- Carlisle-Rockledge Location within Alabama
- Coordinates: 34°06′52″N 86°07′27″W﻿ / ﻿34.11444°N 86.12417°W
- Country: United States
- State: Alabama
- County: Etowah

Area
- • Total: 16.20 sq mi (41.97 km^{2})
- • Land: 16.20 sq mi (41.96 km^{2})
- • Water: 0.0039 sq mi (0.01 km^{2})
- Elevation: 1,030 ft (310 m)

Population (2020)
- • Total: 2,167
- • Density: 133.8/sq mi (51.65/km^{2})
- Time zone: UTC-6 (Central (CST))
- • Summer (DST): UTC-5 (CDT)
- Area codes: 256 & 938
- FIPS code: 01-12070
- GNIS feature ID: 2582667

= Carlisle-Rockledge, Alabama =

Carlisle-Rockledge is a census-designated place in Etowah County, Alabama, United States. The CDP includes the communities of Carlisle and Rockledge, both of which are located along U.S. Route 431 in northwest Etowah County. As of the 2020 census, Carlisle-Rockledge had a population of 2,167.

==Demographics==

Carlisle-Rockledge was listed as a census designated place in the 2010 U.S. census.

Historical population
| Census | Pop. | Note | %± |
| 2010 | 2,137 |  | — |
| 2020 | 2,167 |  | 1.4% |
U.S. Decennial Census

===Racial and ethnic composition===

Carlisle-Rockledge CDP, Alabama – Racial and ethnic composition Note: the US Census treats Hispanic/Latino as an ethnic category. This table excludes Latinos from the racial categories and assigns them to a separate category. Hispanics/Latinos may be of any race.
| Race / Ethnicity (NH = Non-Hispanic) | Pop 2010 | Pop 2020 | % 2010 | % 2020 |
|---|---|---|---|---|
| White alone (NH) | 2,007 | 1,888 | 93.92% | 87.13% |
| Black or African American alone (NH) | 19 | 29 | 0.89% | 1.34% |
| Native American or Alaska Native alone (NH) | 19 | 11 | 0.89% | 0.51% |
| Asian alone (NH) | 3 | 3 | 0.14% | 0.14% |
| Native Hawaiian or Pacific Islander alone (NH) | 0 | 2 | 0.00% | 0.09% |
| Other race alone (NH) | 0 | 2 | 0.00% | 0.09% |
| Mixed race or Multiracial (NH) | 23 | 109 | 1.08% | 5.03% |
| Hispanic or Latino (any race) | 66 | 123 | 3.09% | 5.68% |
| Total | 2,137 | 2,167 | 100.00% | 100.00% |

===2020 census===
As of the 2020 census, Carlisle-Rockledge had a population of 2,167. The median age was 39.6 years. 23.6% of residents were under the age of 18 and 16.8% of residents were 65 years of age or older. For every 100 females there were 96.3 males, and for every 100 females age 18 and over there were 96.8 males age 18 and over.

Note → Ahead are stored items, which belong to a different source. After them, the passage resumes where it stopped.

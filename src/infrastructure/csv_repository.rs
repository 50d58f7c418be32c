// CSV repository implementation - loads the merged measurements file
use crate::application::measurement_repository::MeasurementRepository;
use crate::domain::measurement::{MeasurementRow, MeasurementTable, MonthCategory, TableSchema};
use async_trait::async_trait;
use chrono::{DateTime, NaiveDate, NaiveDateTime, NaiveTime};
use csv::{ReaderBuilder, Trim};
use std::collections::HashSet;
use std::fs::File;
use std::io::Read;
use std::path::{Path, PathBuf};
use thiserror::Error;

#[derive(Debug, Error)]
pub enum LoadError {
    #[error("failed to open {path}: {source}")]
    Io {
        path: PathBuf,
        #[source]
        source: std::io::Error,
    },
    #[error("failed to parse CSV: {0}")]
    Csv(#[from] csv::Error),
    #[error("file has no header row")]
    MissingHeader,
}

const DATE_FORMATS: &[&str] = &["%Y-%m-%d", "%d/%m/%Y", "%m/%d/%Y", "%Y/%m/%d"];
const TIME_FORMATS: &[&str] = &["%H:%M:%S", "%H:%M", "%H:%M:%S%.f", "%I:%M:%S %p", "%I:%M %p"];
const DATETIME_FORMATS: &[&str] = &["%Y-%m-%d %H:%M:%S", "%Y-%m-%dT%H:%M:%S", "%Y-%m-%d %H:%M"];
const MISSING_MARKERS: &[&str] = &["na", "n/a", "nan", "null", "none", "-"];

#[derive(Debug, Clone)]
pub struct LoadOptions {
    pub region_column: String,
}

impl Default for LoadOptions {
    fn default() -> Self {
        Self {
            region_column: "Region".to_string(),
        }
    }
}

#[derive(Debug, Clone)]
pub struct CsvRepository {
    path: PathBuf,
    options: LoadOptions,
}

impl CsvRepository {
    pub fn new(path: impl Into<PathBuf>, options: LoadOptions) -> Self {
        Self {
            path: path.into(),
            options,
        }
    }
}

#[async_trait]
impl MeasurementRepository for CsvRepository {
    async fn load_table(&self) -> MeasurementTable {
        let path = self.path.clone();
        let options = self.options.clone();

        match tokio::task::spawn_blocking(move || load(&path, &options)).await {
            Ok(table) => table,
            Err(e) => {
                tracing::warn!("Table loading task failed: {}", e);
                MeasurementTable::empty()
            }
        }
    }
}

/// Load a measurements file. Any failure yields an empty table.
pub fn load(path: &Path, options: &LoadOptions) -> MeasurementTable {
    match read_table(path, options) {
        Ok(table) => {
            tracing::info!(
                "Data loaded successfully: {} rows, {} sensor columns",
                table.row_count(),
                table.columns().len()
            );
            table
        }
        Err(e) => {
            tracing::warn!("Error loading data from {}: {}", path.display(), e);
            MeasurementTable::empty()
        }
    }
}

pub fn read_table(path: &Path, options: &LoadOptions) -> Result<MeasurementTable, LoadError> {
    let file = File::open(path).map_err(|source| LoadError::Io {
        path: path.to_path_buf(),
        source,
    })?;
    parse_reader(file, options)
}

/// Positions of the reserved (non-sensor) columns
#[derive(Debug, Default)]
struct Layout {
    date: Option<usize>,
    time: Option<usize>,
    month: Option<usize>,
    hour: Option<usize>,
    timestamp: Option<usize>,
    region: Option<usize>,
    sensors: Vec<(usize, String)>,
}

impl Layout {
    fn from_headers<'a>(headers: impl Iterator<Item = &'a str>, options: &LoadOptions) -> Self {
        let mut layout = Layout::default();
        let mut seen = HashSet::new();

        for (idx, name) in headers.enumerate() {
            let slot = match name {
                "DATE" | "Date" | "date" => &mut layout.date,
                "TIME" | "Time" | "time" => &mut layout.time,
                "Month" | "MONTH" | "month" => &mut layout.month,
                "Hour" | "HOUR" | "hour" => &mut layout.hour,
                "timestamp" | "Timestamp" => &mut layout.timestamp,
                n if n.eq_ignore_ascii_case(&options.region_column) || n.eq_ignore_ascii_case("Province") => {
                    &mut layout.region
                }
                "" => {
                    tracing::warn!("Ignoring unnamed column at position {}", idx);
                    continue;
                }
                _ => {
                    if seen.insert(name.to_string()) {
                        layout.sensors.push((idx, name.to_string()));
                    } else {
                        tracing::warn!("Ignoring duplicate column {}", name);
                    }
                    continue;
                }
            };
            if slot.is_none() {
                *slot = Some(idx);
            }
        }

        layout
    }

    fn schema(&self, headers: &csv::StringRecord) -> TableSchema {
        TableSchema {
            has_date: self.date.is_some(),
            has_time: self.time.is_some(),
            has_timestamp: self.timestamp.is_some(),
            has_month: self.month.is_some(),
            has_hour: self.hour.is_some(),
            region_column: self.region.and_then(|i| headers.get(i)).map(str::to_string),
        }
    }
}

pub fn parse_reader<R: Read>(reader: R, options: &LoadOptions) -> Result<MeasurementTable, LoadError> {
    let mut rdr = ReaderBuilder::new()
        .flexible(true)
        .trim(Trim::Headers)
        .from_reader(reader);

    let headers = rdr.headers()?.clone();
    if headers.iter().all(|h| h.is_empty()) {
        return Err(LoadError::MissingHeader);
    }

    let layout = Layout::from_headers(headers.iter(), options);
    let mut rows = Vec::new();

    for record in rdr.records() {
        let record = record?;
        let field = |idx: Option<usize>| {
            idx.and_then(|i| record.get(i))
                .map(str::trim)
                .filter(|s| !s.is_empty())
        };

        let timestamp = field(layout.timestamp).and_then(parse_datetime);
        let date = field(layout.date)
            .and_then(parse_date)
            .or(timestamp.map(|ts| ts.date()));
        let time = field(layout.time)
            .and_then(parse_time)
            .or(timestamp.map(|ts| ts.time()))
            .or_else(|| {
                field(layout.hour)
                    .and_then(|h| h.parse::<u32>().ok())
                    .and_then(|h| NaiveTime::from_hms_opt(h, 0, 0))
            });
        let month = field(layout.month).and_then(MonthCategory::parse);
        let region = field(layout.region).map(str::to_string);

        let values = layout
            .sensors
            .iter()
            .map(|(idx, _)| record.get(*idx).and_then(parse_value))
            .collect();

        rows.push(MeasurementRow::new(date, time, month, region, values));
    }

    let schema = layout.schema(&headers);
    let columns = layout.sensors.into_iter().map(|(_, name)| name).collect();
    Ok(MeasurementTable::new(columns, rows, schema))
}

fn parse_date(raw: &str) -> Option<NaiveDate> {
    DATE_FORMATS
        .iter()
        .find_map(|fmt| NaiveDate::parse_from_str(raw, fmt).ok())
        .or_else(|| parse_datetime(raw).map(|dt| dt.date()))
}

fn parse_time(raw: &str) -> Option<NaiveTime> {
    TIME_FORMATS
        .iter()
        .find_map(|fmt| NaiveTime::parse_from_str(raw, fmt).ok())
        .or_else(|| parse_datetime(raw).map(|dt| dt.time()))
}

fn parse_datetime(raw: &str) -> Option<NaiveDateTime> {
    DateTime::parse_from_rfc3339(raw)
        .map(|dt| dt.naive_local())
        .ok()
        .or_else(|| {
            DATETIME_FORMATS
                .iter()
                .find_map(|fmt| NaiveDateTime::parse_from_str(raw, fmt).ok())
        })
}

fn parse_value(raw: &str) -> Option<f64> {
    let raw = raw.trim();
    if raw.is_empty() || MISSING_MARKERS.iter().any(|m| raw.eq_ignore_ascii_case(m)) {
        return None;
    }
    raw.parse::<f64>().ok().filter(|v| v.is_finite())
}
// Domain layer - Pure models with no I/O
pub mod aggregation;
pub mod chart;
pub mod classification;
pub mod dashboard;
pub mod measurement;
pub mod stream;
pub mod view;
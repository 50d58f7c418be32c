// Progressive view streaming messages
use super::chart::{ChartDescription, ChartKind};
use super::dashboard::TileData;
use super::view::View;
use serde::Serialize;

#[derive(Debug, Clone, PartialEq, Serialize)]
pub struct TileSkeleton {
    pub id: String,
    pub title: String,
    pub precision: i32,
}

#[derive(Debug, Clone, PartialEq, Serialize)]
pub struct ChartSkeleton {
    pub id: String,
    pub title: String,
    pub kind: ChartKind,
}

/// Page layout sent before any data
#[derive(Debug, Clone, PartialEq, Serialize)]
pub struct ViewSkeleton {
    pub view: View,
    pub title: String,
    pub tiles: Vec<TileSkeleton>,
    pub charts: Vec<ChartSkeleton>,
}

#[derive(Debug, Clone, PartialEq, Serialize)]
pub struct CompletionEvent {
    pub total_widgets: usize,
    pub duration_ms: u64,
}

#[derive(Debug, Clone, PartialEq, Serialize)]
#[serde(tag = "type", rename_all = "snake_case")]
pub enum StreamMessage {
    Skeleton(ViewSkeleton),
    TileUpdate(TileData),
    ChartUpdate(ChartDescription),
    Complete(CompletionEvent),
}

#[cfg(test)]
mod tests {
    use super::*;

    #[test]
    fn test_message_is_tagged() {
        let msg = StreamMessage::Complete(CompletionEvent {
            total_widgets: 3,
            duration_ms: 12,
        });
        let json = serde_json::to_value(&msg).unwrap();
        assert_eq!(json["type"], "complete");
        assert_eq!(json["total_widgets"], 3);

        let msg = StreamMessage::TileUpdate(TileData::new("sensors", "Sensors", 14.0, 0));
        let json = serde_json::to_value(&msg).unwrap();
        assert_eq!(json["type"], "tile_update");
        assert_eq!(json["id"], "sensors");
    }
}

0.4% of residents lived in urban areas, while 99.6% lived in rural areas.

There were 823 households in Carlisle-Rockledge, of which 29.5% had children under the age of 18 living in them. Of all households, 47.3% were married-couple households, 19.3% were households with a male householder and no spouse or partner present, and 27.6% were households with a female householder and no spouse or partner present. About 30.2% of all households were made up of individuals and 13.7% had someone living alone who was 65 years of age or older.

There were 914 housing units, of which 10.0% were vacant. The homeowner vacancy rate was 1.5% and the rental vacancy rate was 1.1%.